Mixed martial arts record
- Total: 3
- Wins: 2
- By knockout: 1
- By submission: 1
- Losses: 1
- By knockout: 1

Other information
- Mixed martial arts record from Sherdog

= Yassine Boughanem =

Belgian kickboxer

Yassine Boughanem (born 24 January 1994) is a Moroccan-Belgian Muay Thai fighter, who has been professionally competing since 2011. He is the current WKN World Super Heavyweight Muay Thai champion.

He is the former WBC Muaythai World Super Heavyweight champion, successfully defending this title three times, and the WPMF World Heavyweight champion with two title defenses.

Yassine is the younger brother of Muay Thai world champion Youssef Boughanem.

==Muay Thai career==
He participated in the 2016 Super Muaythai four man Heavyweight Tournament. After dispatching Liam John McKendry in the semifinal by a first-round TKO, he faced Steven Banks in the finals. Boughanem once again won by a first-round knockout.

Steven Banks and Yassine Boughanem met once more a year later, during the Phoenix 5 in the famed Rajadamnern Stadium, this time fighting for the vacant WBC Muaythai Super Heavyweight title. Boughanem was able to push the faced again his opponent and won both the fight and title by a unanimous decision.

At Phoenix 8 Boughanem made his first title defense against James McSweeney. Boughanem dominated throughout most of the fight, controlling the center of the ring, and won the fight by a unanimous decision (49–48, 49-48 and 49–47). During Phoenix 10 Yassine made the second WBC Muaythai Super Heavyweight title defense, against Jurjendal. Boughanem was able to win a unanimous decision.
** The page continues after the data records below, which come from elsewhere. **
//! Serial transport: a field-bus byte pipe with background receive.
//!
//! Opens 8-N-1 at the requested baud rate. A receiver thread copies arriving
//! bytes into the inbound ring and fires the read callback once at least
//! `min_read` bytes are buffered (default 0: every delivery). Writes are
//! queued on the outbound ring and drained by a writer thread that wakes on
//! the empty→non-empty transition.

use super::link::{drain_loop, receive_loop, LinkShared};
use super::{LinkReader, ReadCallback};
use crate::error::Result;
use serialport::{DataBits, FlowControl, Parity, StopBits};
use std::sync::atomic::Ordering;
use std::sync::Arc;
use std::thread::JoinHandle;
use std::time::Duration;

/// Single-frame scratch read size.
const SERIAL_FRAME: usize = 128;
/// Inbound/outbound ring capacity.
const SERIAL_RING: usize = 1280;

pub struct SerialLink {
    shared: Arc<LinkShared>,
    receiver: Option<JoinHandle<()>>,
    writer: Option<JoinHandle<()>>,
}

impl SerialLink {
    /// Open a serial port and start the receive/drain threads.
    ///
    /// # Arguments
    /// * `path` - device path (e.g. "/dev/ttyUSB0")
    /// * `baud_rate` - 9600 for the weather station, 4800 for the rain line
    pub fn open(path: &str, baud_rate: u32) -> Result<Self> {
        let port = serialport::new(path, baud_rate)
            .data_bits(DataBits::Eight)
            .parity(Parity::None)
            .stop_bits(StopBits::One)
            .flow_control(FlowControl::None)
            .timeout(Duration::from_millis(50))
            .open()?;
        let writer_port = port.try_clone()?;

        log::info!("Opened serial port: {} at {} baud", path, baud_rate);

        let shared = Arc::new(LinkShared::new(SERIAL_RING, SERIAL_RING));

        let receiver = {
            let shared = Arc::clone(&shared);
            std::thread::Builder::new()
                .name(format!("serial-rx-{}", short_name(path)))
                .spawn(move || {
                    receive_loop(
                        port,
                        shared,
                        |e| {
                            matches!(
                                e.kind(),
                                std::io::ErrorKind::TimedOut | std::io::ErrorKind::WouldBlock
                            )
                        },
                        SERIAL_FRAME,
                    )
                })
                .map_err(|e| crate::error::Error::Other(format!("spawn serial-rx: {}", e)))?
        };

        let writer = {
            let shared = Arc::clone(&shared);
            std::thread::Builder::new()
                .name(format!("serial-tx-{}", short_name(path)))
                .spawn(move || drain_loop(writer_port, shared))
                .map_err(|e| crate::error::Error::Other(format!("spawn serial-tx: {}", e)))?
        };

        Ok(Self {
            shared,
            receiver: Some(receiver),
            writer: Some(writer),
        })
    }

    /// Fire the read callback only once this many bytes are buffered.
    pub fn set_min_read(&self, len: usize) {
        self.shared.min_read.store(len, Ordering::Relaxed);
    }

    /// Register the read callback. It runs on the receiver thread under no
    /// ring lock; copy data out before returning.
    pub fn on_read(&self, callback: ReadCallback) {
        *self.shared.callback.lock() = Some(callback);
    }

    /// Framing handle over the inbound ring.
    pub fn reader(&self) -> LinkReader {
        self.shared.reader()
    }

    /// Queue bytes for transmission. Returns the number accepted.
    pub fn write(&self, bytes: &[u8]) -> usize {
        self.shared.write(bytes)
    }

    /// Total bytes handed to the OS so far.
    pub fn bytes_drained(&self) -> u64 {
        self.shared.drained.load(Ordering::Relaxed)
    }

    pub fn close(&mut self) {
        self.shared.request_shutdown();
        if let Some(h) = self.receiver.take() {
            let _ = h.join();
        }
        if let Some(h) = self.writer.take() {
            let _ = h.join();
        }
    }
}

impl Drop for SerialLink {
    fn drop(&mut self) {
        self.close();
    }
}

fn short_name(path: &str) -> String {
    path.rsplit('/').next().unwrap_or(path).to_string()
}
Boughanem fought for the World Super Heavyweight Muay Thai title during PSM Fight Night, while also putting his WBC title on the line, with his opponent being the Portuguese native Bruno Susano. The fight was stopped by a doctor in at the end of the second round, as Susano sustained a cut on his forehead which rendered him unable to continue to fight.
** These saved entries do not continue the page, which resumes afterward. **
//! Minimal FITS writer for raw all-sky frames.
//!
//! Writes a single-HDU 16-bit image: one header block of 80-character cards
//! padded to 2880 bytes, then big-endian pixel data with the conventional
//! BZERO=32768 offset for unsigned sensors, padded to a 2880-byte boundary.

use crate::error::Result;
use crate::types::Site;
use chrono::{Datelike, NaiveDateTime, Timelike};
use std::fs::File;
use std::io::{BufWriter, Write};
use std::path::Path;

const BLOCK: usize = 2880;
const CARD: usize = 80;

/// Header values carried by every frame.
pub struct FitsHeader<'a> {
    pub date_obs: NaiveDateTime,
    pub date_end: NaiveDateTime,
    pub expdur_s: f64,
    pub gain: f32,
    pub cooler_set: i32,
    pub cooler_actual: i32,
    pub frame_no: u32,
    pub site: &'a Site,
}

struct CardWriter {
    cards: Vec<u8>,
}

impl CardWriter {
    fn new() -> Self {
        Self { cards: Vec::new() }
    }

    fn push_raw(&mut self, text: &str) {
        let mut card = text.as_bytes().to_vec();
        card.resize(CARD, b' ');
        self.cards.extend_from_slice(&card[..CARD]);
    }

    fn logical(&mut self, key: &str, value: bool, comment: &str) {
        self.push_raw(&format!(
            "{:<8}= {:>20} / {}",
            key,
            if value { "T" } else { "F" },
            comment
        ));
    }

    fn integer(&mut self, key: &str, value: i64, comment: &str) {
        self.push_raw(&format!("{:<8}= {:>20} / {}", key, value, comment));
    }

    fn real(&mut self, key: &str, value: f64, comment: &str) {
        self.push_raw(&format!("{:<8}= {:>20.6} / {}", key, value, comment));
    }

    fn string(&mut self, key: &str, value: &str, comment: &str) {
        self.push_raw(&format!("{:<8}= '{}' / {}", key, value, comment));
    }

    fn finish(mut self) -> Vec<u8> {
        self.push_raw("END");
        let mut block = self.cards;
        let padded = block.len().div_ceil(BLOCK) * BLOCK;
        block.resize(padded, b' ');
        block
    }
}

/// Write one frame. `data` is row-major, `width * height` pixels.
pub fn write_frame(
    path: &Path,
    data: &[u16],
    width: u32,
    height: u32,
    header: &FitsHeader<'_>,
) -> Result<()> {
    let mut cards = CardWriter::new();
    cards.logical("SIMPLE", true, "file conforms to FITS standard");
    cards.integer("BITPIX", 16, "bits per pixel");
    cards.integer("NAXIS", 2, "number of axes");
    cards.integer("NAXIS1", width as i64, "image width");
    cards.integer("NAXIS2", height as i64, "image height");
    cards.real("BZERO", 32768.0, "unsigned sensor offset");
    cards.real("BSCALE", 1.0, "scaling factor");
    cards.string("CCDTYPE", "OBJECT", "type of image");
    cards.string(
        "DATE-OBS",
        &header.date_obs.format("%Y-%m-%d").to_string(),
        "UTC date of begin observation",
    );
    cards.string(
        "TIME-OBS",
        &header.date_obs.format("%H:%M:%S").to_string(),
        "UTC time of begin observation",
    );
    cards.string(
        "TIME-END",
        &header.date_end.format("%H:%M:%S").to_string(),
        "UTC time of end observation",
    );
    cards.real("JD", julian_day(header.date_obs), "Julian day of begin observation");
    cards.real("EXPTIME", header.expdur_s, "exposure duration");
    cards.real("GAIN", header.gain as f64, "preamp gain/index");
    cards.integer("TEMPSET", header.cooler_set as i64, "cooler set point");
    cards.integer("TEMPACT", header.cooler_actual as i64, "cooler actual point");
    cards.string("TERMTYPE", "CloudCamera", "terminal type");
    cards.integer("TELFOCUS", 12, "lens focal length in mm");
    cards.integer("FRAMENO", header.frame_no as i64, "frame no in this run");
    cards.string("DEVID", &header.site.device_id, "device ID");
    cards.string("SITENAME", &header.site.name, "observation site name");
    cards.real("SITELON", header.site.longitude, "site longitude @ degrees");
    cards.real("SITELAT", header.site.latitude, "site latitude @ degrees");
    cards.real("SITEALT", header.site.altitude, "site altitude @ meter");

    let mut out = BufWriter::new(File::create(path)?);
    out.write_all(&cards.finish())?;

    let mut payload = Vec::with_capacity(data.len() * 2);
    for &px in data {
        // BZERO convention: stored = physical - 32768, big-endian i16
        let stored = (px as i32 - 32768) as i16;
        payload.extend_from_slice(&stored.to_be_bytes());
    }
    let padded = payload.len().div_ceil(BLOCK) * BLOCK;
    payload.resize(padded, 0);
    out.write_all(&payload)?;
    out.flush()?;
    Ok(())
}

/// Julian day of a UTC instant.
pub fn julian_day(t: NaiveDateTime) -> f64 {
    let (y, m, d) = (t.year() as f64, t.month() as f64, t.day() as f64);
    let (yy, mm) = if m <= 2.0 { (y - 1.0, m + 12.0) } else { (y, m) };
    let a = (yy / 100.0).floor();
    let b = 2.0 - a + (a / 4.0).floor();
    let day_frac = (t.num_seconds_from_midnight() as f64) / 86400.0;
    (365.25 * (yy + 4716.0)).floor() + (30.6001 * (mm + 1.0)).floor() + d + b - 1524.5 + day_frac
}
Yassine participated in the 2019 PSM Fight Night tournament, being the defending WBC Muaythai super heavyweight champion. In the semi-finals he scored a TKO victory over Mohan Bouzidi, as his corner stopped the fight at the end of the first round. In the final bout he managed a first-round knockout over Sofian Laidouni. The Belgian Federation declared the fight a no contest, as Yassine hit Sofian with a strike as he was falling to the canvas in a knockdown. The WBC Muaythai however, count the fight as a win and title defense for Boughanem.

==Mixed martial arts career==
Boughanem made his mixed martial arts debut fellow debutante Jacky Jeanne at Ares FC 3 on February 3, 2022. He lost the fight by a second-round technical knockout after a dislocation of his left shoulder.

Boughanem is booked to face Fabio Kwasi at Ares FC 7: Abdouraguimov vs. Amoussou on June 25, 2022.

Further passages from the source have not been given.